__Data excerpts__:
====================

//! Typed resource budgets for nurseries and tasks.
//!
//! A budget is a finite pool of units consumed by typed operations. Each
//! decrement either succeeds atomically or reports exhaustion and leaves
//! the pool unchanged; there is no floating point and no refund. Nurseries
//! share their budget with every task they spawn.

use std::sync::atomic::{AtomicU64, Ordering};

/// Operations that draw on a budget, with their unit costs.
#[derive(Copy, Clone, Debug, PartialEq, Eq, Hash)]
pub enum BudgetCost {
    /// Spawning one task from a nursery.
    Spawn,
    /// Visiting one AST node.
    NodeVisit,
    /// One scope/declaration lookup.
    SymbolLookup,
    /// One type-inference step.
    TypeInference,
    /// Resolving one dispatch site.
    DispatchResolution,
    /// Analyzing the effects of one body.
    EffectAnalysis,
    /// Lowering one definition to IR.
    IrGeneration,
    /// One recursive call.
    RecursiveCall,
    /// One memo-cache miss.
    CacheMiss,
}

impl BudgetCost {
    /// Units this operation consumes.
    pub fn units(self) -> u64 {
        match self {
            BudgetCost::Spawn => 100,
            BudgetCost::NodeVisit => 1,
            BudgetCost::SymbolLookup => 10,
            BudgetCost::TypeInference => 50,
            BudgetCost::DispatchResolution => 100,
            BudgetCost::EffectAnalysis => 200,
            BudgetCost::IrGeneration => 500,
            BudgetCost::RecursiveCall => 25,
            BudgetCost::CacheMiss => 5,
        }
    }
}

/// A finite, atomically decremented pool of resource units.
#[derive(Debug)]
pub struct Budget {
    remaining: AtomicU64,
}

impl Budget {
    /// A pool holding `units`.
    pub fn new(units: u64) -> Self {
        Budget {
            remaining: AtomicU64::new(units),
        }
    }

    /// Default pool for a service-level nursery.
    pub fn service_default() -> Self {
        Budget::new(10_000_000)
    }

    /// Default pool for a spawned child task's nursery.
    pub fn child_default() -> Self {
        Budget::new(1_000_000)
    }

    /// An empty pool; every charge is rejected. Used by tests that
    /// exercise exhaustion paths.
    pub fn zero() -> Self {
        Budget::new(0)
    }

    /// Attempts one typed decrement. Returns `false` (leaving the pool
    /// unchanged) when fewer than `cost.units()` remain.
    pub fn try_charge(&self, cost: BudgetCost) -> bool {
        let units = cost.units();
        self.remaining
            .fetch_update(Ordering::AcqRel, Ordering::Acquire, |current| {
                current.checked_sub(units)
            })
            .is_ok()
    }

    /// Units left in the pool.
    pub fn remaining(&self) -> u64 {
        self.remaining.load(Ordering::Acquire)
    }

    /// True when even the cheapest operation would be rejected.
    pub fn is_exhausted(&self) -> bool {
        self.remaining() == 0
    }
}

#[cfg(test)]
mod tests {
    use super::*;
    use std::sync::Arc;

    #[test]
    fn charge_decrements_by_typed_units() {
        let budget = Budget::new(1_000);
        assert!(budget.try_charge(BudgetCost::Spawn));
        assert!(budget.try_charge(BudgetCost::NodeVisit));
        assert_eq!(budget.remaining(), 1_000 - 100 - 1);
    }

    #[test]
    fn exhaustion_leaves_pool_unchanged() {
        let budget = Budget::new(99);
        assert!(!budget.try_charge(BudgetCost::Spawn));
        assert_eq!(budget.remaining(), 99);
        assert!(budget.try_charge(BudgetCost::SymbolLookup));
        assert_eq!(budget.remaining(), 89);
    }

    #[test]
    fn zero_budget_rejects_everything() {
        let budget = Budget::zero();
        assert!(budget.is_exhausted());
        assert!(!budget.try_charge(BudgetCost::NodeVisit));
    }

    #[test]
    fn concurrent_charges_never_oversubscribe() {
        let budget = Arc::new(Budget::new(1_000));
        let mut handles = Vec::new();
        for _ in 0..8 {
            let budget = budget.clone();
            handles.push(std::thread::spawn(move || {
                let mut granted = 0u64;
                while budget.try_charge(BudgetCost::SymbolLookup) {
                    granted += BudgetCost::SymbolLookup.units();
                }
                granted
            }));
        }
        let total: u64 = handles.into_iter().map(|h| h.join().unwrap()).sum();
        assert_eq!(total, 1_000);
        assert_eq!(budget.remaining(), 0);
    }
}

====================

The records above are to be transcribed exactly and completely.

__Task response__:
//! Typed resource budgets for nurseries and tasks.
//!
//! A budget is a finite pool of units consumed by typed operations. Each
//! decrement either succeeds atomically or reports exhaustion and leaves
//! the pool unchanged; there is no floating point and no refund. Nurseries
//! share their budget with every task they spawn.

use std::sync::atomic::{AtomicU64, Ordering};

/// Operations that draw on a budget, with their unit costs.
#[derive(Copy, Clone, Debug, PartialEq, Eq, Hash)]
pub enum BudgetCost {
    /// Spawning one task from a nursery.
    Spawn,
    /// Visiting one AST node.
    NodeVisit,
    /// One scope/declaration lookup.
    SymbolLookup,
    /// One type-inference step.
    TypeInference,
    /// Resolving one dispatch site.
    DispatchResolution,
    /// Analyzing the effects of one body.
    EffectAnalysis,
    /// Lowering one definition to IR.
    IrGeneration,
    /// One recursive call.
    RecursiveCall,
    /// One memo-cache miss.
    CacheMiss,
}

impl BudgetCost {
    /// Units this operation consumes.
    pub fn units(self) -> u64 {
        match self {
            BudgetCost::Spawn => 100,
            BudgetCost::NodeVisit => 1,
            BudgetCost::SymbolLookup => 10,
            BudgetCost::TypeInference => 50,
            BudgetCost::DispatchResolution => 100,
            BudgetCost::EffectAnalysis => 200,
            BudgetCost::IrGeneration => 500,
            BudgetCost::RecursiveCall => 25,
            BudgetCost::CacheMiss => 5,
        }
    }
}

/// A finite, atomically decremented pool of resource units.
#[derive(Debug)]
pub struct Budget {
    remaining: AtomicU64,
}

impl Budget {
    /// A pool holding `units`.
    pub fn new(units: u64) -> Self {
        Budget {
            remaining: AtomicU64::new(units),
        }
    }

    /// Default pool for a service-level nursery.
    pub fn service_default() -> Self {
        Budget::new(10_000_000)
    }

    /// Default pool for a spawned child task's nursery.
    pub fn child_default() -> Self {
        Budget::new(1_000_000)
    }

    /// An empty pool; every charge is rejected. Used by tests that
    /// exercise exhaustion paths.
    pub fn zero() -> Self {
        Budget::new(0)
    }

    /// Attempts one typed decrement. Returns `false` (leaving the pool
    /// unchanged) when fewer than `cost.units()` remain.
    pub fn try_charge(&self, cost: BudgetCost) -> bool {
        let units = cost.units();
        self.remaining
            .fetch_update(Ordering::AcqRel, Ordering::Acquire, |current| {
                current.checked_sub(units)
            })
            .is_ok()
    }

    /// Units left in the pool.
    pub fn remaining(&self) -> u64 {
        self.remaining.load(Ordering::Acquire)
    }

    /// True when even the cheapest operation would be rejected.
    pub fn is_exhausted(&self) -> bool {
        self.remaining() == 0
    }
}

#[cfg(test)]
mod tests {
    use super::*;
    use std::sync::Arc;

    #[test]
    fn charge_decrements_by_typed_units() {
        let budget = Budget::new(1_000);
        assert!(budget.try_charge(BudgetCost::Spawn));
        assert!(budget.try_charge(BudgetCost::NodeVisit));
        assert_eq!(budget.remaining(), 1_000 - 100 - 1);
    }

    #[test]
    fn exhaustion_leaves_pool_unchanged() {
        let budget = Budget::new(99);
        assert!(!budget.try_charge(BudgetCost::Spawn));
        assert_eq!(budget.remaining(), 99);
        assert!(budget.try_charge(BudgetCost::SymbolLookup));
        assert_eq!(budget.remaining(), 89);
    }

    #[test]
    fn zero_budget_rejects_everything() {
        let budget = Budget::zero();
        assert!(budget.is_exhausted());
        assert!(!budget.try_charge(BudgetCost::NodeVisit));
    }

    #[test]
    fn concurrent_charges_never_oversubscribe() {
        let budget = Arc::new(Budget::new(1_000));
        let mut handles = Vec::new();
        for _ in 0..8 {
            let budget = budget.clone();
            handles.push(std::thread::spawn(move || {
                let mut granted = 0u64;
                while budget.try_charge(BudgetCost::SymbolLookup) {
                    granted += BudgetCost::SymbolLookup.units();
                }
                granted
            }));
        }
        let total: u64 = handles.into_iter().map(|h| h.join().unwrap()).sum();
        assert_eq!(total, 1_000);
        assert_eq!(budget.remaining(), 0);
    }
}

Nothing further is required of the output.